I knew there would come a day when our little man’s dummies would come to an end. Or rather, a painfully drawn out withdrawal where we’d be physically prying a dummy out of our screaming child’s hand. That was the reality I was sold, anyway. “Dummies end in tears and tantrums, so it’s better to be shot of them at the soonest”.
But what if it didn’t have to end with conflict? What if ditching the dummies happened positively without any hint of persuasion? Well, I got to find this out for myself recently.
Dummies (soothers, pacifiers) are universally known as the saviour for many a crying baby. And it was true of ours too. Not long into Reuben’s newborn days he had taken to a dummy himself, and before we knew it, dummies were his thing. He needed no comforters or special teddies because he had his mum and dad and a dummy.
Dummies have been a massive help to me as well as the obvious reasons you’d expect for a baby or toddler. While a dummy satisfied the natural suckling urge and provided my baby with a self soothing device that settled him and gave comfort, I too benefited from the relief. My anxiety has always peaked when my son has cried, so a dummy has long been my own rescue remedy.
I dreaded the day we’d need to address the dummy situation. With potty training pretty much done and dusted and nursery upcoming in September, I felt it was approaching that time.
I did not want Santa to be the one hanging up his last dummy on his creepy dummy tree.
So when our daredevil dude recently had a tumble resulting in a heck of a lot of blood and a pushed up gum, the topic of dummies crept in. If it’s too painful to lift up his lip to check the tender area, how could a dummy work? It would surely hurt to use a dummy. That was my angle anyway.

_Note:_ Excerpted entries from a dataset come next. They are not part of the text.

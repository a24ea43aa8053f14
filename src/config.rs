//! Per-import configuration.
//!
//! Every import takes an [`ImportConfig`] naming the placeholder tokens that count as "no
//! data" and the value written into cells an import leaves empty.
//!
//! ```
//! use citnet::{FieldValue, ImportConfig};
//!
//! let mut config = ImportConfig::new().with_fill(FieldValue::concrete("n/a"));
//! config.add_ambiguous_token("unclear");
//!
//! // A concrete fill is itself a placeholder from then on.
//! assert!(config.sentinels().is_special_token("n/a"));
//! assert!(config.sentinels().is_special_token("unclear"));
//! ```

use crate::value::{FieldValue, Sentinels};

/// Configuration for document and citation imports.
#[derive(Debug, Clone, Default, PartialEq, Eq)]
pub struct ImportConfig {
    /// Tokens treated as missing or contested data
    sentinels: Sentinels,
    /// Value written into columns an import has no data for
    fill: FieldValue,
}

impl ImportConfig {
    /// Creates a configuration with the default `x`/`?` tokens and an unknown fill.
    #[must_use]
    pub fn new() -> Self {
        Self::default()
    }

    /// Replaces the sentinel set. A concrete fill stays registered.
    #[must_use]
    pub fn with_sentinels(mut self, sentinels: Sentinels) -> Self {
        self.sentinels = sentinels;
        self.register_fill();
        self
    }

    /// Sets the fill value.
    #[must_use]
    pub fn with_fill(mut self, fill: FieldValue) -> Self {
        self.fill = fill;
        self.register_fill();
        self
    }

    /// Registers an extra token meaning "no data yet".
    pub fn add_unknown_token(&mut self, token: &str) -> &mut Self {
        self.sentinels.add_unknown(token);
        self
    }

    /// Registers an extra token meaning "contested or unparsed".
    pub fn add_ambiguous_token(&mut self, token: &str) -> &mut Self {
        self.sentinels.add_ambiguous(token);
        self
    }

    pub fn sentinels(&self) -> &Sentinels {
        &self.sentinels
    }

    pub fn fill(&self) -> &FieldValue {
        &self.fill
    }

    fn register_fill(&mut self) {
        if let FieldValue::Concrete(text) = &self.fill {
            self.sentinels.add_unknown(text.as_str());
        }
    }
}

#[cfg(test)]
mod tests {
    use super::*;
    use pretty_assertions::assert_eq;

    #[test]
    fn test_default_config() {
        let config = ImportConfig::default();
        assert_eq!(config.fill(), &FieldValue::Unknown);
        assert_eq!(config.sentinels(), &Sentinels::default());
    }

    #[test]
    fn test_concrete_fill_survives_sentinel_swap() {
        let config = ImportConfig::new()
            .with_fill(FieldValue::concrete("-"))
            .with_sentinels(Sentinels::new().with_ambiguous("??"));
        assert!(config.sentinels().is_special_token("-"));
        assert!(config.sentinels().is_special_token("??"));
        assert!(config.sentinels().is_special(config.fill()));
    }

    #[test]
    fn test_setters_chain() {
        let mut config = ImportConfig::new();
        config.add_unknown_token("n/a").add_unknown_token("none");
        assert_eq!(config.sentinels().classify("none"), FieldValue::Unknown);
        assert_eq!(config.sentinels().classify("n/a"), FieldValue::Unknown);
    }
}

I was amazed when the idea went barely unchallenged. Reuben had no problem understanding reason and accepted the decision to forgo a dummy when he’d usually reach for one in bed. It was what it was. In fact, it probably seemed too easy.
As I’d sit on the bed – as we always did after every end of the day bath – I’d read a couple of books he’s just picked and would sit in my lap. Dummy plugged in, he’d go from Duracell Bunny to ultra chilled, snuggling into me as if crawled into a cosy cocoon.
The dummy was almost magical; it was the button that switched off the daytime buzz. And we went and broke the bedtime button.
Bedtime took longer than it should have done tonight. Like last night. And the nights before. You see, without the ‘wonder dummy’, the bedtime wind down is out of kilter. Reuben is so used to a dummy signifying sleepy time that without it, he’s a little bit lost. We’re going from bath to books to bed, with the buzz still buzzing, and HE WON’T. STOP. TALKING.
If I can be at all honest, bedtimes – which used to be one of my favourite times of the day – are no fun. And as much as I try to maintain everything else about the routine, reducing my reading tone and tucking little man into bed, he just won’t calm down. I’m forever asking him to shush, “put your car on the side for morning”, “do you want me to read this or do you want to settle yourself?” and entertaining the I’m thirsty/hungry/need a wee/want Dad cards which I can feel I’m close to losing my sh*t over. Which of course I end up doing because we all know my anxious fuse is short.
All things considered, have I contemplated the return of the dummy? Not once. Because it was so easy to rule out the dummy, proved Reuben didn’t need it and was ready to move on.
Sometimes the things we do are just out of routine, it’s what we’ve always done so we don’t question it. As much as the use of dummies was a routine I benefited from, I’m glad we did pose that question. I guess you can never move forward if you’re not brave enough to take the step.
We just need to find a way through this noise that is bedtime, because right now, I have no idea how to tell my child to just go the heck to sleep.